Congés payés : un régime nécessaire ?

 

Concernant le régime des CP, la Cour des comptes est plus radicale. Elle explique que si cette caisse, mise en place au lendemain de la loi des congés payés de 1936 pour assurer la portabilité des droits à congés dans un secteur caractérisé à l'époque par la discontinuité de l'emploi, elle n'a aujourd'hui plus lieu d'exister. « Cette époque est révolue et le secteur du BTP ne présente plus de particularités faisant apparaître la nécessité de telles caisses », même si une large majorité d'entreprises et de salariés plébiscitent les services rendus par cette caisse.

 

Aussi, la Cour recommande-t-elle, par rapport à ce régime, la suppression de la règle du prorata, qui vise à faciliter le recouvrement des cotisations en retard, en obligeant les caisses à suspendre, au prorata des impayés, le versement des indemnités de congés aux salariés des employeurs défaillants.
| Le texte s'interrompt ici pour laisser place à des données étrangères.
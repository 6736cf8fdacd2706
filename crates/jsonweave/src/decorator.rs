//! Low-level JSON text emission with an error latch.
//!
//! The [`Decorator`] owns all character-level concerns: string escaping,
//! float formatting, and structural punctuation. Emission methods return
//! nothing; the first failure latches, every later call becomes a no-op, and
//! the latched error surfaces from [`Decorator::into_result`]. Partial output
//! written before the failure must be discarded by the caller.

use core::fmt;

use crate::error::EncodeError;
use crate::marshal::Marshal;

/// An incremental JSON writer over any [`fmt::Write`] sink.
///
/// Values are appended through [`value`], [`array`] and [`object`]; the
/// single accumulated error is collected at the end with [`into_result`].
///
/// [`value`]: Decorator::value
/// [`array`]: Decorator::array
/// [`object`]: Decorator::object
/// [`into_result`]: Decorator::into_result
pub struct Decorator<'w> {
    out: &'w mut dyn fmt::Write,
    float_precision: usize,
    err: Option<EncodeError>,
}

impl<'w> Decorator<'w> {
    pub(crate) fn new(out: &'w mut dyn fmt::Write, float_precision: usize) -> Self {
        Self {
            out,
            float_precision,
            err: None,
        }
    }

    /// Consumes the decorator, yielding the latched error if any emission
    /// failed.
    ///
    /// # Errors
    ///
    /// The first [`EncodeError`] that occurred, in emission order.
    pub fn into_result(self) -> Result<(), EncodeError> {
        match self.err {
            Some(e) => Err(e),
            None => Ok(()),
        }
    }

    pub(crate) fn latched(&self) -> bool {
        self.err.is_some()
    }

    pub(crate) fn latch(&mut self, e: EncodeError) {
        if self.err.is_none() {
            self.err = Some(e);
        }
    }

    fn put(&mut self, s: &str) {
        if self.err.is_some() {
            return;
        }
        if let Err(e) = self.out.write_str(s) {
            self.latch(EncodeError::Sink(e));
        }
    }

    /// Emits the `null` literal.
    pub fn null(&mut self) {
        self.put("null");
    }

    /// Emits `true` or `false`.
    pub fn boolean(&mut self, v: bool) {
        self.put(if v { "true" } else { "false" });
    }

    /// Emits a float at the configured precision.
    ///
    /// NaN and the infinities latch [`EncodeError::NonFiniteFloat`] without
    /// writing anything.
    pub fn float(&mut self, v: f64) {
        if !v.is_finite() {
            self.latch(EncodeError::NonFiniteFloat(v));
            return;
        }
        let s = format_float(v, self.float_precision);
        self.put(&s);
    }

    /// Emits a signed integer exactly, with no precision applied.
    pub fn integer(&mut self, v: i128) {
        self.put(&v.to_string());
    }

    /// Emits an unsigned integer exactly, with no precision applied.
    pub fn unsigned(&mut self, v: u128) {
        self.put(&v.to_string());
    }

    /// Emits a quoted, escaped string literal.
    pub fn string(&mut self, v: &str) {
        self.put("\"");
        self.scramble(v);
        self.put("\"");
    }

    /// Appends one array built by the closure.
    ///
    /// The surrounding brackets and element commas are emitted here; the
    /// closure only supplies elements. An error returned by the closure
    /// latches.
    pub fn array<F>(&mut self, build: F)
    where
        F: FnOnce(&mut ArrayWriter<'_, '_>) -> Result<(), EncodeError>,
    {
        if self.latched() {
            return;
        }
        let mut writer = ArrayWriter {
            dec: self,
            elements: 0,
        };
        let result = build(&mut writer);
        let elements = writer.elements;
        if let Err(e) = result {
            self.latch(e);
        }
        self.array_end(elements == 0);
    }

    /// Appends one object built by the closure.
    ///
    /// Structural braces, member commas and key quoting are emitted here; the
    /// closure only supplies members. An error returned by the closure
    /// latches.
    pub fn object<F>(&mut self, build: F)
    where
        F: FnOnce(&mut ObjectWriter<'_, '_>) -> Result<(), EncodeError>,
    {
        if self.latched() {
            return;
        }
        let mut writer = ObjectWriter {
            dec: self,
            members: 0,
        };
        let result = build(&mut writer);
        let members = writer.members;
        if let Err(e) = result {
            self.latch(e);
        }
        self.object_end(members == 0);
    }

    /// Appends any marshalable value.
    pub fn value<T: Marshal + ?Sized>(&mut self, v: &T) {
        if self.latched() {
            return;
        }
        if let Err(e) = v.marshal(self) {
            self.latch(e);
        }
    }

    pub(crate) fn object_field(&mut self, name: &str, first: bool) {
        self.put(if first { "{\"" } else { ",\"" });
        self.scramble(name);
        self.put("\":");
    }

    fn object_end(&mut self, was_empty: bool) {
        self.put(if was_empty { "{}" } else { "}" });
    }

    pub(crate) fn array_element(&mut self, first: bool) {
        self.put(if first { "[" } else { "," });
    }

    fn array_end(&mut self, was_empty: bool) {
        self.put(if was_empty { "[]" } else { "]" });
    }

    /// Writes the body of a string literal, escaping as it goes.
    ///
    /// Runs of passthrough bytes are written in one batch. The two-character
    /// mnemonics cover the usual suspects, remaining control characters get
    /// a lowercase `\u00xx` escape, and `/` is never escaped.
    fn scramble(&mut self, s: &str) {
        if s.is_empty() || self.latched() {
            return;
        }
        // Lowercase escapes for the control characters without a mnemonic.
        const CONTROL: [&str; 32] = [
            "\\u0000", "\\u0001", "\\u0002", "\\u0003", "\\u0004", "\\u0005", "\\u0006", "\\u0007",
            "\\u0008", "\\u0009", "\\u000a", "\\u000b", "\\u000c", "\\u000d", "\\u000e", "\\u000f",
            "\\u0010", "\\u0011", "\\u0012", "\\u0013", "\\u0014", "\\u0015", "\\u0016", "\\u0017",
            "\\u0018", "\\u0019", "\\u001a", "\\u001b", "\\u001c", "\\u001d", "\\u001e", "\\u001f",
        ];

        let bytes = s.as_bytes();
        let mut run = 0;
        for (i, &b) in bytes.iter().enumerate() {
            let escape: &str = match b {
                0x08 => "\\b",
                0x0C => "\\f",
                b'\n' => "\\n",
                b'\r' => "\\r",
                b'\t' => "\\t",
                b'\\' => "\\\\",
                b'"' => "\\\"",
                b if b < 0x20 => CONTROL[usize::from(b)],
                _ => continue,
            };
            if run < i {
                self.put(&s[run..i]);
            }
            run = i + 1;
            self.put(escape);
        }
        if run < bytes.len() {
            self.put(&s[run..]);
        }
    }
}

impl fmt::Debug for Decorator<'_> {
    fn fmt(&self, f: &mut fmt::Formatter<'_>) -> fmt::Result {
        f.debug_struct("Decorator")
            .field("float_precision", &self.float_precision)
            .field("err", &self.err)
            .finish_non_exhaustive()
    }
}

/// Builder handed to array-producing closures and [`MarshalArray`]
/// implementations.
///
/// [`MarshalArray`]: crate::MarshalArray
#[derive(Debug)]
pub struct ArrayWriter<'a, 'w> {
    dec: &'a mut Decorator<'w>,
    elements: usize,
}

impl ArrayWriter<'_, '_> {
    /// Appends one element, emitting the separating comma as needed.
    pub fn element<T: Marshal + ?Sized>(&mut self, value: &T) {
        self.dec.array_element(self.elements == 0);
        self.elements += 1;
        self.dec.value(value);
    }

    /// Returns `true` once an error has latched, so loops can stop early.
    #[must_use]
    pub fn failed(&self) -> bool {
        self.dec.latched()
    }
}

/// Builder handed to object-producing closures and [`MarshalObject`]
/// implementations.
///
/// [`MarshalObject`]: crate::MarshalObject
#[derive(Debug)]
pub struct ObjectWriter<'a, 'w> {
    dec: &'a mut Decorator<'w>,
    members: usize,
}

impl ObjectWriter<'_, '_> {
    /// Appends one `key: value` member, emitting separators and key quoting.
    pub fn member<T: Marshal + ?Sized>(&mut self, key: &str, value: &T) {
        self.dec.object_field(key, self.members == 0);
        self.members += 1;
        self.dec.value(value);
    }

    /// Returns `true` once an error has latched, so loops can stop early.
    #[must_use]
    pub fn failed(&self) -> bool {
        self.dec.latched()
    }
}

/// Formats `v` with at most `precision` significant digits, choosing between
/// fixed and scientific notation the way `%g` does.
///
/// Scientific notation is used when the decimal exponent is below -4 or at
/// least `precision`; the exponent is rendered with an explicit sign and at
/// least two digits. Trailing zeros in the significand are removed.
pub(crate) fn format_float(v: f64, precision: usize) -> String {
    let digits = precision.max(1);

    // Render once in scientific form to learn the decimal exponent after
    // rounding to the requested number of digits.
    let sci = format!("{:.*e}", digits - 1, v);
    let (mantissa, exp) = match sci.rsplit_once('e') {
        Some((m, e)) => match e.parse::<i32>() {
            Ok(exp) => (m, exp),
            Err(_) => return sci,
        },
        None => return sci,
    };

    if exp < -4 || exp >= digits_as_i32(digits) {
        let mantissa = trim_zeros(mantissa);
        let (sign, magnitude) = if exp < 0 { ('-', -exp) } else { ('+', exp) };
        return format!("{mantissa}e{sign}{magnitude:02}");
    }

    let decimals = digits_as_i32(digits) - 1 - exp;
    debug_assert!(decimals >= 0);
    let fixed = format!("{:.*}", usize::try_from(decimals).unwrap_or(0), v);
    trim_zeros(&fixed).to_owned()
}

fn digits_as_i32(digits: usize) -> i32 {
    i32::try_from(digits).unwrap_or(i32::MAX)
}

fn trim_zeros(s: &str) -> &str {
    if s.contains('.') {
        s.trim_end_matches('0').trim_end_matches('.')
    } else {
        s
    }
}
Une mesure, définie par décret en 1997, qui va à l'encontre du caractère inconditionnel des droits à congés pour les salariés.

 

Réponse des ministères : « Cette recommandation va dans le sens d'une véritable mutualisation du régime des congés payés qu'on ne peut que partager ». Cette limitation à la mutualisation, qui n'existe que dans le BTP, est-elle encore pertinente, s'interrogent les ministères.

 

La Cour recommande aussi de réexaminer le bilan coût-avantage du régime CP, laissant le soin aux ministères de procéder à une analyse contradictoires avec les parties prenantes. « Le gouvernement demeure attaché au principe de la mutualisation des congés, comme y sont également attachés les partenaires sociaux des professions concernées. Pour autant, nous demeurons attentifs à une évaluation régulière de la qualité des services rendus par les caisses aux salariés et aux employeurs », notent les ministres.

 

Caisses du BTP : quel avenir ?

 

« Si le maintien du régime est confirmé, il sera nécessaire de mettre fin aux disparités territoriales des taux de cotisations de congés payés entre les différentes caisses du bâtiment », indique la Cour des comptes. Des différences qui ne pas « objectivement justifiées par un coût technique différent », ajoute-t-elle.

 

Forte de l'avis favorable de la direction générale du travail (DGT), elle penche donc pour « un taux unique de cotisation des caisses régionales du bâtiment » et vers « le regroupement des caisses nationales et territoriales ». Cependant, cette initiative ne pourra pas être enclenchée avant l'achèvement de la réorganisation en cours du réseau autour de 8 caisses territoriales : les fédérations professionnelles - hors Capeb qui est d'ores et déjà favorable à l'application d'un taux unique national - préfèrent retarder ce processus au motif de ne pas déstabiliser l'économie du secteur par des alignements trop rapides, précise la Cour. Qui, elle, est favorable à l'adoption « sans attendre » de ce principe d'unification des taux et d'engager le processus dès 2017.

 

Les ministères partagent l'intérêt d'une plus grande convergence pour arriver à un taux unique. En revanche, le regroupement des caisses pour ne former qu'une caisse unique « ne constitue pas aujourd'hui un objectif en soi, même si elle n'est pas exclue à long terme ».